第13話 ネズミ講男がきたろう

文字数 1,030文字

 「ネズミ講男が来ませんでしたか?」
 本部から連絡が入った。
 「さっき、来たが、あやしいので追い返した。」
 「それは、よかったです。ですが、すでにリストが出回ってまして、これを解除する必要があります。」
 う~ん。これもどっかで聞いた様な話の流れだ。
 「別にいいよ。」
 俺は、即、断った。
 「あなただけではなく、今後の交代のことも考えてですね・・・。」
 まあ、相手もしつこい。本部の中に連中の仲間がいるってことなのか。
 「そっちでわかると思うけど、担当者のポイントマイナスだけど。」
 そういったとたん
 「チッ!」
 という舌打ちが聞こえて切れた。

 どうやら本部でもたいした情報も得られない下っ端の連中が加担しているようだ。通報したところで業績アップするわけでもないし、ほっとくことにした。
 すると、
 「こちら、閻魔庁の者ですが、なにかの勧誘の話が来たろうと思いますが?」
 冥界にはめずらしい、若い女性の声だ。
 「さっき、来た。」
 少々、うんざりしているとこなので、ぶっきらぼうに答えた。
 「それは、詐欺グループです。・・・断った!?賢明です。

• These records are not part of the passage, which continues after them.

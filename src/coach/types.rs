use serde::Deserialize;
use tracing::{debug, error, info};

/// 下拉框里表示“未选择”的占位项
pub const NOT_SURE: &str = "Not sure";

/// `/health` 接口响应
#[derive(Debug, Clone, Deserialize)]
pub struct HealthStatus {
    #[serde(default)]
    pub status: String,
    #[serde(default)]
    pub database: Option<String>,
    #[serde(default)]
    pub openai: Option<String>,
}

impl HealthStatus {
    pub fn is_healthy(&self) -> bool {
        self.status == "healthy"
    }
}

/// FastAPI 错误响应体：`{"detail": "..."}`，校验错误时 detail 为数组
#[derive(Debug, Deserialize)]
struct ErrorBody {
    #[serde(default)]
    detail: Option<serde_json::Value>,
}

/// 从错误响应体中提取可读的错误信息，取不到 detail 时返回原始 body
fn error_detail(body: &str) -> String {
    match serde_json::from_str::<ErrorBody>(body) {
        Ok(ErrorBody {
            detail: Some(serde_json::Value::String(s)),
        }) => s,
        Ok(ErrorBody { detail: Some(v) }) => v.to_string(),
        _ => body.to_string(),
    }
}

/// 读取响应 body 并检查 HTTP 状态，返回 body bytes
async fn read_checked_body(
    response: reqwest::Response,
    operation_name: &str,
) -> anyhow::Result<Vec<u8>> {
    use anyhow::Context;

    let status = response.status();

    // 读取 body bytes（只能读取一次）
    let body_bytes = response.bytes().await.context("读取响应 body 失败")?;
    let body_str = String::from_utf8_lossy(&body_bytes);
    info!("[HTTP] {}响应 Body: {}", operation_name, body_str);

    if !status.is_success() {
        error!(
            "[HTTP] {}请求失败，HTTP状态: {}, 响应: {}",
            operation_name, status, body_str
        );
        return Err(anyhow::anyhow!(
            "HTTP 错误 {}: {}",
            status,
            error_detail(&body_str)
        ));
    }
    debug!("[HTTP] {}请求成功，HTTP状态: {}", operation_name, status);

    Ok(body_bytes.to_vec())
}

/// 通用 HTTP 响应处理函数：检查状态码后直接反序列化为 `T`
///
/// 后端没有统一的外层包装，成功时 body 就是业务数据本身
pub async fn handle_http_response<T: serde::de::DeserializeOwned>(
    response: reqwest::Response,
    operation_name: &str,
) -> anyhow::Result<T> {
    let body_bytes = read_checked_body(response, operation_name).await?;

    let data: T = serde_json::from_slice(&body_bytes).map_err(|e| {
        error!(
            "[HTTP] {}反序列化失败: {:?}\n原始响应: {}",
            operation_name,
            e,
            String::from_utf8_lossy(&body_bytes)
        );
        anyhow::anyhow!("反序列化响应失败: {:?}", e)
    })?;

    Ok(data)
}

/// 资源可能不存在的查询接口：404 返回 None，其余状态同 `handle_http_response`
pub async fn handle_optional_response<T: serde::de::DeserializeOwned>(
    response: reqwest::Response,
    operation_name: &str,
) -> anyhow::Result<Option<T>> {
    if response.status() == reqwest::StatusCode::NOT_FOUND {
        info!("[HTTP] {}：资源不存在 (404)", operation_name);
        return Ok(None);
    }
    handle_http_response(response, operation_name).await.map(Some)
}

/// 只关心成功与否的接口（创建、删除等），忽略响应内容
pub async fn handle_empty_response(
    response: reqwest::Response,
    operation_name: &str,
) -> anyhow::Result<()> {
    read_checked_body(response, operation_name).await?;
    Ok(())
}

/// 规范化表单中的可选项：空白或“Not sure”视为未填写
pub(crate) fn normalize_choice(value: Option<String>) -> Option<String> {
    value
        .map(|v| v.trim().to_string())
        .filter(|v| !v.is_empty() && v != NOT_SURE)
}
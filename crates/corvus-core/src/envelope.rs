// SPDX-FileCopyrightText: 2026 Corvus Contributors
// SPDX-License-Identifier: MIT OR Apache-2.0

//! The universal request/reply envelope used on every bus RPC.
//!
//! `{ "success": bool, "data": <body>, "error": "<code>" }` -- the decode
//! site knows which `data` variant to expect from the subject it called.

use serde::{Deserialize, Serialize};

use crate::error::CorvusError;

/// Reply body wrapping either typed data or an error code.
#[derive(Debug, Clone, Serialize, Deserialize)]
pub struct Envelope<T> {
    pub success: bool,
    #[serde(skip_serializing_if = "Option::is_none")]
    pub data: Option<T>,
    #[serde(skip_serializing_if = "Option::is_none")]
    pub error: Option<String>,
}

impl<T> Envelope<T> {
    /// Builds a success envelope around `data`.
    pub fn ok(data: T) -> Self {
        Self {
            success: true,
            data: Some(data),
            error: None,
        }
    }

    /// Builds a failure envelope carrying the error's wire code.
    pub fn err(err: &CorvusError) -> Self {
        Self {
            success: false,
            data: None,
            error: Some(err.code().to_string()),
        }
    }

    /// Unwraps the envelope into a typed result.
    ///
    /// Error codes that name a known unit variant come back as that
    /// variant; anything else degrades to [`CorvusError::Internal`] with
    /// the original string preserved.
    pub fn into_result(self) -> Result<T, CorvusError> {
        if self.success {
            self.data
                .ok_or_else(|| CorvusError::Internal("success envelope without data".to_string()))
        } else {
            let code = self.error.unwrap_or_else(|| "internal_error".to_string());
            Err(CorvusError::from_code(&code).unwrap_or(CorvusError::Internal(code)))
        }
    }
}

ですが、ここはひとつ騙されたふりをして摘発にご協力いただきたいのですが。」
 「担当がマイナスポイントですから、そちらで全て容易してくれるなら。」
 面倒だが、とりあえず話をあわせてみる。
 「借ポイントできますよ。成功すれば2倍になります。」
 博打的要素のあるものは苦手だ。どんなに勝率がいいといわれても、勝つにはそれなりの準備がいる。そんな面倒なことはしたくない。ましてや、功だ。ポイントがアップして運がよくなっても、すぐに落ちるに決まっている。0ベースのままでいけばアップも無いがダウンも無い。こっちもしょせんは、暇つぶしに働いているだけなのだし、本当だとしても借りてまでつきあう必要も無い。
 「無理。」
 面倒になって断ると
 「がたがたいわんで、協力せんかい。」
 急に態度が変わった。さてはこの娘、ネコを被ってたな。
 「孫に協力して、わしの敵を討ってくれくれんかのう。グスン。」
 今度は爺さんの声がした。爺さんの泣き落とし。
 「面倒だし、やだ。」
 「ここは、一旦揉めんと冷静に話さんとね。」
 また別人の声だ。

 「担当に動きがあったので、後で閻魔庁に連絡するから、部署どこ?」
 「ツー、ツー。」
 切れた。やれやれ詐欺グループのしつこさには恐れ入る。